Author : Robert W. Larson
Publisher : University of Oklahoma Press
Page : 383 pages
File Size : 17,32 MB
Release : 2013-05-07
Category : Biography & Autobiography
ISBN : 0806189010
Few who appreciate the visual arts or the American Southwest can behold the masterpieces Sangre de Cristo Mountains or Haystack, Taos Valley, 1927 or Bend in the River, 1941 and come away without a vivid image burned into memory. The creator of these and many other depictions of the Southwest and its people was Ernest L. Blumenschein, cofounder of the famous Taos art colony. This insightful, comprehensive biography examines the character and life experiences that made Blumenschein one of the foremost artists of the twentieth century. Robert W. Larson and Carole B. Larson begin their life of “Blumy” with his Ohio childhood and trace his development as an artist from early study in Cincinnati, New York City, and Paris through his first career as a book and magazine illustrator.
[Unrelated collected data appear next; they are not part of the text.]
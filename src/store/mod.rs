// Record store
// Two append-only CSV tables with fixed headers, read in full on every query

mod schema;

pub use schema::Table;

use anyhow::{bail, Context, Result};
use std::collections::HashMap;
use std::fs::{self, OpenOptions};
use std::path::PathBuf;

use crate::config::constants::{DEVELOPER_TABLE_FILE, PROJECT_TABLE_FILE};

/// One row keyed by column name. Columns missing from a short row are absent.
pub type Record = HashMap<String, String>;

pub struct WorkItemStore {
    data_dir: PathBuf,
}

impl WorkItemStore {
    pub fn new(data_dir: impl Into<PathBuf>) -> Self {
        Self {
            data_dir: data_dir.into(),
        }
    }

    pub fn table_path(&self, table: Table) -> PathBuf {
        match table {
            Table::Projects => self.data_dir.join(PROJECT_TABLE_FILE),
            Table::Developers => self.data_dir.join(DEVELOPER_TABLE_FILE),
        }
    }

    /// Create the data directory and any missing table with its header row.
    ///
    /// Existing files are never touched, so this is safe to call before every read.
    pub fn ensure_schema(&self) -> Result<()> {
        fs::create_dir_all(&self.data_dir).with_context(|| {
            format!("Failed to create data directory: {}", self.data_dir.display())
        })?;

        for table in Table::ALL {
            let path = self.table_path(table);
            if path.exists() {
                continue;
            }

            let mut writer = csv::Writer::from_path(&path)
                .with_context(|| format!("Failed to create table: {}", path.display()))?;
            writer
                .write_record(table.header())
                .with_context(|| format!("Failed to write header: {}", path.display()))?;
            writer.flush()?;

            tracing::info!(table = %table, path = %path.display(), "Created empty table");
        }

        Ok(())
    }

    /// Read every row of a table, keyed by the file's own header.
    ///
    /// A missing file yields an empty list.
    pub fn read_all(&self, table: Table) -> Result<Vec<Record>> {
        let path = self.table_path(table);
        if !path.exists() {
            tracing::debug!(table = %table, "Table file absent, treating as empty");
            return Ok(Vec::new());
        }

        let mut reader = csv::ReaderBuilder::new()
            .flexible(true)
            .from_path(&path)
            .with_context(|| format!("Failed to open table: {}", path.display()))?;

        let headers = reader
            .headers()
            .with_context(|| format!("Failed to read header: {}", path.display()))?
            .clone();

        let mut records = Vec::new();
        for (line, row) in reader.records().enumerate() {
            let row = row.with_context(|| {
                format!("Failed to parse row {} of {}", line + 1, path.display())
            })?;

            let record: Record = headers
                .iter()
                .zip(row.iter())
                .map(|(key, value)| (key.to_string(), value.to_string()))
                .collect();
            records.push(record);
        }

        tracing::debug!(table = %table, rows = records.len(), "Read table");
        Ok(records)
    }

    /// Append one row in header order. Columns absent from `record` are written empty.
    pub fn append(&self, table: Table, record: &Record) -> Result<()> {
        let unknown: Vec<&str> = record
            .keys()
            .map(String::as_str)
            .filter(|key| !table.header().contains(key))
            .collect();
        if !unknown.is_empty() {
            bail!("Unknown column(s) for {} table: {}", table, unknown.join(", "));
        }

        self.ensure_schema()?;

        let path = self.table_path(table);
        let file = OpenOptions::new()
            .append(true)
            .open(&path)
            .with_context(|| format!("Failed to open table for append: {}", path.display()))?;

        let row: Vec<&str> = table
            .header()
            .iter()
            .map(|column| record.get(*column).map(String::as_str).unwrap_or(""))
            .collect();

        let mut writer = csv::WriterBuilder::new()
            .has_headers(false)
            .from_writer(file);
        writer
            .write_record(&row)
            .with_context(|| format!("Failed to append row: {}", path.display()))?;
        writer.flush()?;

        Ok(())
    }
}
Blumenschein and artist Bert G. Phillips discovered the budding art community of Taos, New Mexico, in 1898. In 1915 the two along with Joseph Henry Sharp, E. Irving Couse, and other like-minded artists organized the Taos Society of Artists, famous for preferring American subjects over European themes popular at the time. Leaving illustration work behind, Blumenschein sought a distinctive place in his American homeland and in fine-art painting. He moved with his family to Taos in 1919 and began his long career as a figurative and landscape painter, becoming prominent among American artists for his Pueblo Indian figures and stunning southwestern landscapes. Robert Larson calls Blumenschein a “transformational artist,” trained classically but drawing to a limited degree on abstract representation. Placing Blumy’s life in the context of World War I, the Great Depression, and other national and world events, the authors show how an artistic genius turned a fascination with the people, light, and color of New Mexico into a body of work of lasting significance to the international art world.
Author : Ernest Leonard Blumenschein
Publisher :
Page : 4 pages
File Size : 16,26 MB
Release : 1927
Category : Art
ISBN :
Author : David L. Witt
Publisher :
Page : 120 pages
File Size : 16,79 MB
Release : 1992-01-01
Category : Architecture
ISBN : 9781878610171
"This study focuses on those artists who created a substantial body of work in Taos between the mid-1940s and the early 1960s. Sixty or more artists who identified themselves as modernists, or as being influenced by modernism in art, lived in Taos during this period. A representative group of them are featured in this book"--Page 3.
Author : E. Jane Burns
Publisher :
Page : pages
File Size : 14,56 MB
Release : 2019-11
Category :
ISBN : 9780578511658
Study of the Native American beadwork collection owned by the painter E.I. Couse
Author : Detroit Museum of Art
Publisher :
Page : 4 pages
File Size : 42,68 MB
Release : 1919*
Category : Painting, American
ISBN :
Author : Julie Schimmel
Publisher : University of New Mexico Press
Page : 388 pages
File Size : 37,32 MB
Release : 1994
Category : Art
ISBN :
The only book-length study of the initiator of the Taos art colony.
Author : Mabel Dodge Luhan
Publisher :
Page : 176 pages
File Size : 46,1 MB
Release : 1947
Category : Painters
ISBN :
Contains an essay about the artists in Taos, New Mexico: brief biographies, portraits, and samples of their work. [Luhan often invited artists and writers to Taos.].